Mais Déperdition n’est pas que le récit de la perte, n’est pas que le voyage dans la brume. Déperdition est perte et retrouvailles, brume et forêt, lac et montagne, rencontre…

Des silhouettes de pins immenses dans un brouillard moiré. Les arbres comme les piliers d’une cathédrale inouïe, on y croise le silence et une silhouette qui s’efface peu à peu. La peur glace la photographe. La disparition induit-elle la mort ? A—il chuté dans quelque gouffre, dans un abîme ? Le couvert végétal devient muraille, la brume linceul. On se heurte à un horizon inexistant, on court, on halète. Les terreurs enfantines surgissent à nouveau, alors qu’on les croyait enfouies à jamais. C’est le brouillard partout, tout le temps, la route qui s’efface, un lac immobile où nulle vie ne semble gîter. Plus loin, une fois dérouté, perdu, les rochers, immenses sentinelles du désespoir.

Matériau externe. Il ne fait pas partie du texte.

// Copyright (c) 2025 Fabstir
// SPDX-License-Identifier: BUSL-1.1
//! Client configuration
//!
//! Loaded from an optional TOML file, then overridden by environment variables
//! (a `.env` file is honoured via `dotenv`):
//!
//! | Variable | Field |
//! |---|---|
//! | `SHIELDED_RPC_URL` | `rpc_url` |
//! | `SHIELDED_CHAIN_ID` | `chain_id` |
//! | `SHIELDED_FRESHNESS_WINDOW` | `freshness_window` |
//! | `SHIELDED_GAS_LIMIT` | `gas_limit` |
//! | `SHIELDED_TEE_KEY_METHOD` | `tee_public_key_method` |
//! | `SHIELDED_SIGNING_KEY` | `signing_key` |
//! | `SHIELDED_ENCRYPTION_KEY` | `encryption_key` |
//!
//! Private keys are 0x-prefixed 32-byte hex strings and are never logged.

use crate::envelope::RetryPolicy;
use crate::error::{Result, ShieldedError};
use crate::freshness::DEFAULT_FRESHNESS_WINDOW;
use crate::network::DEFAULT_TEE_PUBLIC_KEY_METHOD;
use crate::types::EncryptionKeyPair;
use anyhow::{anyhow, Context};
use ethers::signers::{LocalWallet, Signer};
use serde::{Deserialize, Serialize};
use std::fmt;
use std::path::Path;
use std::time::Duration;
use tracing::info;

#[derive(Clone, Serialize, Deserialize, PartialEq, Eq)]
#[serde(default)]
pub struct ShieldedConfig {
    pub rpc_url: String,
    pub chain_id: u64,
    /// Blocks after the anchor block during which a call stays valid
    pub freshness_window: u64,
    pub anchor_cache_ttl_ms: u64,
    pub max_build_attempts: u32,
    pub retry_base_delay_ms: u64,
    /// Gas limit for shielded transactions when the request sets none
    pub gas_limit: u64,
    pub tee_public_key_method: String,
    pub signing_key: Option<String>,
    /// Deterministic encryption key; a random one is generated per session when unset
    pub encryption_key: Option<String>,
}

impl Default for ShieldedConfig {
    fn default() -> Self {
        Self {
            rpc_url: "http://localhost:8545".to_string(),
            chain_id: 5124,
            freshness_window: DEFAULT_FRESHNESS_WINDOW,
            anchor_cache_ttl_ms: 2_000,
            max_build_attempts: 3,
            retry_base_delay_ms: 250,
            gas_limit: 3_000_000,
            tee_public_key_method: DEFAULT_TEE_PUBLIC_KEY_METHOD.to_string(),
            signing_key: None,
            encryption_key: None,
        }
    }
}

impl fmt::Debug for ShieldedConfig {
    fn fmt(&self, f: &mut fmt::Formatter<'_>) -> fmt::Result {
        let redact = |key: &Option<String>| key.as_ref().map(|_| "<redacted>");
        f.debug_struct("ShieldedConfig")
            .field("rpc_url", &self.rpc_url)
            .field("chain_id", &self.chain_id)
            .field("freshness_window", &self.freshness_window)
            .field("anchor_cache_ttl_ms", &self.anchor_cache_ttl_ms)
            .field("max_build_attempts", &self.max_build_attempts)
            .field("retry_base_delay_ms", &self.retry_base_delay_ms)
            .field("gas_limit", &self.gas_limit)
            .field("tee_public_key_method", &self.tee_public_key_method)
            .field("signing_key", &redact(&self.signing_key))
            .field("encryption_key", &redact(&self.encryption_key))
            .finish()
    }
}

impl ShieldedConfig {
    pub fn from_toml_str(contents: &str) -> Result<Self> {
        let config: Self = toml::from_str(contents)
            .map_err(|e| ShieldedError::Config(format!("invalid TOML: {}", e)))?;
        config.validate()?;
        Ok(config)
    }

    pub fn from_file(path: &Path) -> Result<Self> {
        let contents = std::fs::read_to_string(path)
            .with_context(|| format!("failed to read config file {}", path.display()))?;
        Self::from_toml_str(&contents)
    }

    /// File (if given) + `.env` + process environment
    pub fn load(path: Option<&Path>) -> Result<Self> {
        dotenv::dotenv().ok();

        let mut config = match path {
            Some(path) => Self::from_file(path)?,
            None => Self::default(),
        };
        config.apply_env_overrides_from(|name| std::env::var(name).ok())?;
        config.validate()?;

        info!(
            "⚙️  Shielded client config loaded: chain_id={} rpc_url={} window={}",
            config.chain_id, config.rpc_url, config.freshness_window
        );
        Ok(config)
    }

    /// Apply overrides from `lookup` (normally `std::env::var`)
    pub fn apply_env_overrides_from<F>(&mut self, lookup: F) -> Result<()>
    where
        F: Fn(&str) -> Option<String>,
    {
        if let Some(url) = lookup("SHIELDED_RPC_URL") {
            self.rpc_url = url;
        }
        if let Some(value) = lookup("SHIELDED_CHAIN_ID") {
            self.chain_id = parse_number("SHIELDED_CHAIN_ID", &value)?;
        }
        if let Some(value) = lookup("SHIELDED_FRESHNESS_WINDOW") {
            self.freshness_window = parse_number("SHIELDED_FRESHNESS_WINDOW", &value)?;
        }
        if let Some(value) = lookup("SHIELDED_GAS_LIMIT") {
            self.gas_limit = parse_number("SHIELDED_GAS_LIMIT", &value)?;
        }
        if let Some(method) = lookup("SHIELDED_TEE_KEY_METHOD") {
            self.tee_public_key_method = method;
        }
        if let Some(key) = lookup("SHIELDED_SIGNING_KEY") {
            self.signing_key = Some(key);
        }
        if let Some(key) = lookup("SHIELDED_ENCRYPTION_KEY") {
            self.encryption_key = Some(key);
        }
        Ok(())
    }

    pub fn validate(&self) -> Result<()> {
        if self.rpc_url.trim().is_empty() {
            return Err(ShieldedError::Config("rpc_url is empty".into()));
        }
        if self.chain_id == 0 {
            return Err(ShieldedError::Config("chain_id must be nonzero".into()));
        }
        if self.freshness_window == 0 {
            return Err(ShieldedError::Config(
                "freshness_window must be at least one block".into(),
            ));
        }
        if self.max_build_attempts == 0 {
            return Err(ShieldedError::Config(
                "max_build_attempts must be at least 1".into(),
            ));
        }
        Ok(())
    }

    pub fn anchor_cache_ttl(&self) -> Duration {
        Duration::from_millis(self.anchor_cache_ttl_ms)
    }

    pub fn retry_policy(&self) -> RetryPolicy {
        RetryPolicy {
            max_attempts: self.max_build_attempts,
            base_delay: Duration::from_millis(self.retry_base_delay_ms),
        }
    }

    /// Account wallet bound to `chain_id`
    pub fn signing_wallet(&self) -> Result<LocalWallet> {
        let raw = self
            .signing_key
            .as_deref()
            .ok_or_else(|| ShieldedError::Config("SHIELDED_SIGNING_KEY not set".into()))?;
        let bytes = parse_private_key("signing_key", raw)?;
        let wallet = LocalWallet::from_bytes(&bytes)
            .map_err(|e| ShieldedError::invalid_key("signing_key", e.to_string()))?;
        Ok(wallet.with_chain_id(self.chain_id))
    }

    /// Configured encryption key, or a fresh ephemeral one
    pub fn encryption_key_pair(&self) -> Result<EncryptionKeyPair> {
        match self.encryption_key.as_deref() {
            Some(raw) => {
                let bytes = parse_private_key("encryption_key", raw)?;
                EncryptionKeyPair::from_bytes(&bytes)
            }
            None => Ok(EncryptionKeyPair::ephemeral()),
        }
    }
}

fn parse_number<T: std::str::FromStr>(name: &str, value: &str) -> Result<T>
where
    T::Err: fmt::Display,
{
    value
        .trim()
        .parse::<T>()
        .map_err(|e| anyhow!("{} is not a valid number: {}", name, e).into())
}

/// Parse a 0x-prefixed, 64-hex-character private key
fn parse_private_key(key_type: &str, raw: &str) -> Result<[u8; 32]> {
    let raw = raw.trim();

    let hex_str = raw.strip_prefix("0x").ok_or_else(|| {
        ShieldedError::invalid_key(key_type, "must start with '0x' prefix (Ethereum format)")
    })?;

    if hex_str.len() != 64 {
        return Err(ShieldedError::invalid_key(
            key_type,
            format!(
                "must be exactly 64 hex characters (32 bytes), got {} characters",
                hex_str.len()
            ),
        ));
    }

    let bytes = hex::decode(hex_str)
        .map_err(|e| ShieldedError::invalid_key(key_type, format!("invalid hex: {}", e)))?;

    let mut key = [0u8; 32];
    key.copy_from_slice(&bytes);
    Ok(key)
}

France, Corsica, 2022-03-21. Foret et brume. © Celine RAVIER / Hans Lucas.

Il n’y a plus rien, plus un bruit, peut-être simplement une respiration presque haletante. Il faut se perdre pour se retrouver, affronter un monde inconnu pour affronter nos propres limites.

Ce livre a quelque chose d’initiatique, comme si Céline Ravier avait vécu une forme d’expérience mystique et qu’elle nous en faisait le récit. Nous sommes, peut-être, convaincus d’une certaine immuabilité des choses. Nos vies filent sur des rails sans à-coups majeurs. Les jours se succèdent, prévisibles, nous apportant une sécurité routinière mais rassurante. Pourtant, il suffit parfois d’une petite chose, d’un minuscule basculement pour que tout devienne profondément différent, souvent angoissant.

France, Corsica, 2022-03-16. Foret et brume © Celine RAVIER / Hans Lucas.

Les arbres ici présentés, cette nature dans laquelle la photographe erre en quête d’elle et de lui, sont en général des lieux agréables. Ces balades forestières dominicales, ce pique-nique au bord du lac, ou même une randonnée entre les rochers, voilà qui nous agrée. Mais à bien y réfléchir les espaces naturels ne sont accueillants que parce que nous y sommes confrontés qu’à des moments de plaisir. Or, il suffit ici que le brouillard envahisse le monde, que l’on perde ses repères pour que les lieux deviennent hostiles. La métaphore est évidente : nos vies sont comme ces lieux : tranquilles en apparence. En apparence seulement.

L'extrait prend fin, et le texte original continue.